==== Input data

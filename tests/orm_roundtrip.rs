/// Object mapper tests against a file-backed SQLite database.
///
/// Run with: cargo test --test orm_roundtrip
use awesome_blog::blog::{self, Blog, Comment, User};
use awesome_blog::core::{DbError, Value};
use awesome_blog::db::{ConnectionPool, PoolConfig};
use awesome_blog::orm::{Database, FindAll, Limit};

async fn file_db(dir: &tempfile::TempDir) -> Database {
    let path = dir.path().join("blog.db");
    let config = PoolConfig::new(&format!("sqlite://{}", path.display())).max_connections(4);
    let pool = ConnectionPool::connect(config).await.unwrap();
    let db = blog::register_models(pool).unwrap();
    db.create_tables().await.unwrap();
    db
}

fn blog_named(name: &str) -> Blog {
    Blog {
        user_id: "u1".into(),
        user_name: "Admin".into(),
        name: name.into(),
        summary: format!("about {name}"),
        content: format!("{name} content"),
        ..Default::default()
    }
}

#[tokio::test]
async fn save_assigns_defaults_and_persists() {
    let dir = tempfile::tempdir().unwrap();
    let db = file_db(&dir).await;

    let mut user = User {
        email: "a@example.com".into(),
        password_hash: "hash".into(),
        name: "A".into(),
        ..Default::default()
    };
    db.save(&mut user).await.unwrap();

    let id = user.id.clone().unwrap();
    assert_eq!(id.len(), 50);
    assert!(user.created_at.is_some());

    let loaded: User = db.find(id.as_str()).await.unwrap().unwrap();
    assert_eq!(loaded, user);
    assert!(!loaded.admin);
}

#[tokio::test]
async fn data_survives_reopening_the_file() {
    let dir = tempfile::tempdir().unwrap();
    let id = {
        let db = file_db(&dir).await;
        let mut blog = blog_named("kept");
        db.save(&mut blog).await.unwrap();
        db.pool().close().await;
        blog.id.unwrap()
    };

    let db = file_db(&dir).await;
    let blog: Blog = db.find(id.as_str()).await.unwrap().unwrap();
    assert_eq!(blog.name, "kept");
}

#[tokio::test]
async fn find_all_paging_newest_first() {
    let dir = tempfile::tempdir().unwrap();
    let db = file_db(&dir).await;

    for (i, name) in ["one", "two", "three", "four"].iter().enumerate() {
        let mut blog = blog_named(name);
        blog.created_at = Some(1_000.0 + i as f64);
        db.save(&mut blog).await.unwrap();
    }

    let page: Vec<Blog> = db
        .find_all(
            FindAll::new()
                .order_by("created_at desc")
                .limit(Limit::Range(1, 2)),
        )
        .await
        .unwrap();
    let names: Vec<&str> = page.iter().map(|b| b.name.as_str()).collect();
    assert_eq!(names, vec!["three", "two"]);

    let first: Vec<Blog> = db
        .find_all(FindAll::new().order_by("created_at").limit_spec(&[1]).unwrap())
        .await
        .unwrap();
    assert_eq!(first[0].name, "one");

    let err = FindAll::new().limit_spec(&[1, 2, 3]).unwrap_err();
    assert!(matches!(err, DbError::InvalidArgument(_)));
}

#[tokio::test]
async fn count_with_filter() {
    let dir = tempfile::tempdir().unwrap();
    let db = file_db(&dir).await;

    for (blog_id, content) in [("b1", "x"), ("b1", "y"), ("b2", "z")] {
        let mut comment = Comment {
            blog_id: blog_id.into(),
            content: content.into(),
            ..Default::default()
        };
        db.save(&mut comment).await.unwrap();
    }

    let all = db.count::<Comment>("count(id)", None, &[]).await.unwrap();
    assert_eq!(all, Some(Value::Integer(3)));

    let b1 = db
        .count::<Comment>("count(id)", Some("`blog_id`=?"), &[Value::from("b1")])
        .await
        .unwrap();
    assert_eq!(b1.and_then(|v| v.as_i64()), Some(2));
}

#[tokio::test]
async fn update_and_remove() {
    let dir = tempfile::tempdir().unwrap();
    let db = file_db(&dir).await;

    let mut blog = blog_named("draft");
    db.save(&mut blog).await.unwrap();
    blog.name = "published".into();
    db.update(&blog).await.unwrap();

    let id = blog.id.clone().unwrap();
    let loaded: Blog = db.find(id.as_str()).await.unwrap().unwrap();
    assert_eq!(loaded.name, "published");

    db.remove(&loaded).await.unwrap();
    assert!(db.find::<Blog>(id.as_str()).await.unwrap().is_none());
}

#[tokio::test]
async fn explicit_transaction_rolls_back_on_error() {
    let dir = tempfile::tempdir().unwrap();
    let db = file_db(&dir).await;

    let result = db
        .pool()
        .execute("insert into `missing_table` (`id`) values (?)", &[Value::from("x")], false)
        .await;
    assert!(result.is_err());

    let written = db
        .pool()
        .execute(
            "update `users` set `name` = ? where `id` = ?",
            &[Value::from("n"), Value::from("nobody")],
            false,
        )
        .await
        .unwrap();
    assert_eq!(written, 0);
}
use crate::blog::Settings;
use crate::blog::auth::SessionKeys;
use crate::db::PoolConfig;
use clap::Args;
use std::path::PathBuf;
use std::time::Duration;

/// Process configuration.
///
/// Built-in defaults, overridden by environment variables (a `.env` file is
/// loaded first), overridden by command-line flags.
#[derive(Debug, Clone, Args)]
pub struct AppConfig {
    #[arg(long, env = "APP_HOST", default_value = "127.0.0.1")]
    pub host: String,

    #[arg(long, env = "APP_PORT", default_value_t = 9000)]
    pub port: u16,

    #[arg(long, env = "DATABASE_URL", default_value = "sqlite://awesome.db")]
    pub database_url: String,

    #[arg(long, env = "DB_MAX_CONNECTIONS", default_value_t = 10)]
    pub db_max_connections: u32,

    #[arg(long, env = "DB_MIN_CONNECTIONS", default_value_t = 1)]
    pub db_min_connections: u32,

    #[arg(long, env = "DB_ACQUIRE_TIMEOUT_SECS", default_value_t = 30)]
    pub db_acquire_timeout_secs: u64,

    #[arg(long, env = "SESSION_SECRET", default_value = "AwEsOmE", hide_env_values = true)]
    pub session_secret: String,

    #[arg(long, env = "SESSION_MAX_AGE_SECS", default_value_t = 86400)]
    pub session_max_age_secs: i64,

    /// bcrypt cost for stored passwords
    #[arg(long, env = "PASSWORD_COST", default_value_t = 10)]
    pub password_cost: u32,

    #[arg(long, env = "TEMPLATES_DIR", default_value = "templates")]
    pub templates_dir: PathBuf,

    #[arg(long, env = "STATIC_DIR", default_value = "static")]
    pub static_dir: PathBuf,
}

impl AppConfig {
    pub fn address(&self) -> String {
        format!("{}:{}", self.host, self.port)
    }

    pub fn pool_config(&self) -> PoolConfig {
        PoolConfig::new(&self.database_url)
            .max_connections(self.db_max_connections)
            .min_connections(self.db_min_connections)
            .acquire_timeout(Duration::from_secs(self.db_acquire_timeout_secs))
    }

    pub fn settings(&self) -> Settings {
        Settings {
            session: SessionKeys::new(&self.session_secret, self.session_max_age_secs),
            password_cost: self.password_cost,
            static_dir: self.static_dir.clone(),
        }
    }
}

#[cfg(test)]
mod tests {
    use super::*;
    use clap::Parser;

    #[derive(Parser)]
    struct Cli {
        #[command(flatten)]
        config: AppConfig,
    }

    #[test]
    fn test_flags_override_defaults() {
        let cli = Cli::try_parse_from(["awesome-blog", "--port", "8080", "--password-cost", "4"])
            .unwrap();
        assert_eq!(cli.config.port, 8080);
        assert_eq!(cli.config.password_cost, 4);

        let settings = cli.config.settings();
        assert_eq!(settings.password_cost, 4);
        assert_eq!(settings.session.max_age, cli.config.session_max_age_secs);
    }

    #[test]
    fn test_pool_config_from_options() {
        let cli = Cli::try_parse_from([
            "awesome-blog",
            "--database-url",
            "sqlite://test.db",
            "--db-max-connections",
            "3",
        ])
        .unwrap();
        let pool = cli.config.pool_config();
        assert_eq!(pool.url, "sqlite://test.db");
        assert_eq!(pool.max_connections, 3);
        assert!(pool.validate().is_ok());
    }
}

========

Taking the entries above, print exactly the lines starting at the line with "blog.id.unwrap()" and ending at the line with "assert_eq!(all, Some(Value::Integer(3)));", both included.

        blog.id.unwrap()
    };

    let db = file_db(&dir).await;
    let blog: Blog = db.find(id.as_str()).await.unwrap().unwrap();
    assert_eq!(blog.name, "kept");
}

#[tokio::test]
async fn find_all_paging_newest_first() {
    let dir = tempfile::tempdir().unwrap();
    let db = file_db(&dir).await;

    for (i, name) in ["one", "two", "three", "four"].iter().enumerate() {
        let mut blog = blog_named(name);
        blog.created_at = Some(1_000.0 + i as f64);
        db.save(&mut blog).await.unwrap();
    }

    let page: Vec<Blog> = db
        .find_all(
            FindAll::new()
                .order_by("created_at desc")
                .limit(Limit::Range(1, 2)),
        )
        .await
        .unwrap();
    let names: Vec<&str> = page.iter().map(|b| b.name.as_str()).collect();
    assert_eq!(names, vec!["three", "two"]);

    let first: Vec<Blog> = db
        .find_all(FindAll::new().order_by("created_at").limit_spec(&[1]).unwrap())
        .await
        .unwrap();
    assert_eq!(first[0].name, "one");

    let err = FindAll::new().limit_spec(&[1, 2, 3]).unwrap_err();
    assert!(matches!(err, DbError::InvalidArgument(_)));
}

#[tokio::test]
async fn count_with_filter() {
    let dir = tempfile::tempdir().unwrap();
    let db = file_db(&dir).await;

    for (blog_id, content) in [("b1", "x"), ("b1", "y"), ("b2", "z")] {
        let mut comment = Comment {
            blog_id: blog_id.into(),
            content: content.into(),
            ..Default::default()
        };
        db.save(&mut comment).await.unwrap();
    }

    let all = db.count::<Comment>("count(id)", None, &[]).await.unwrap();
    assert_eq!(all, Some(Value::Integer(3)));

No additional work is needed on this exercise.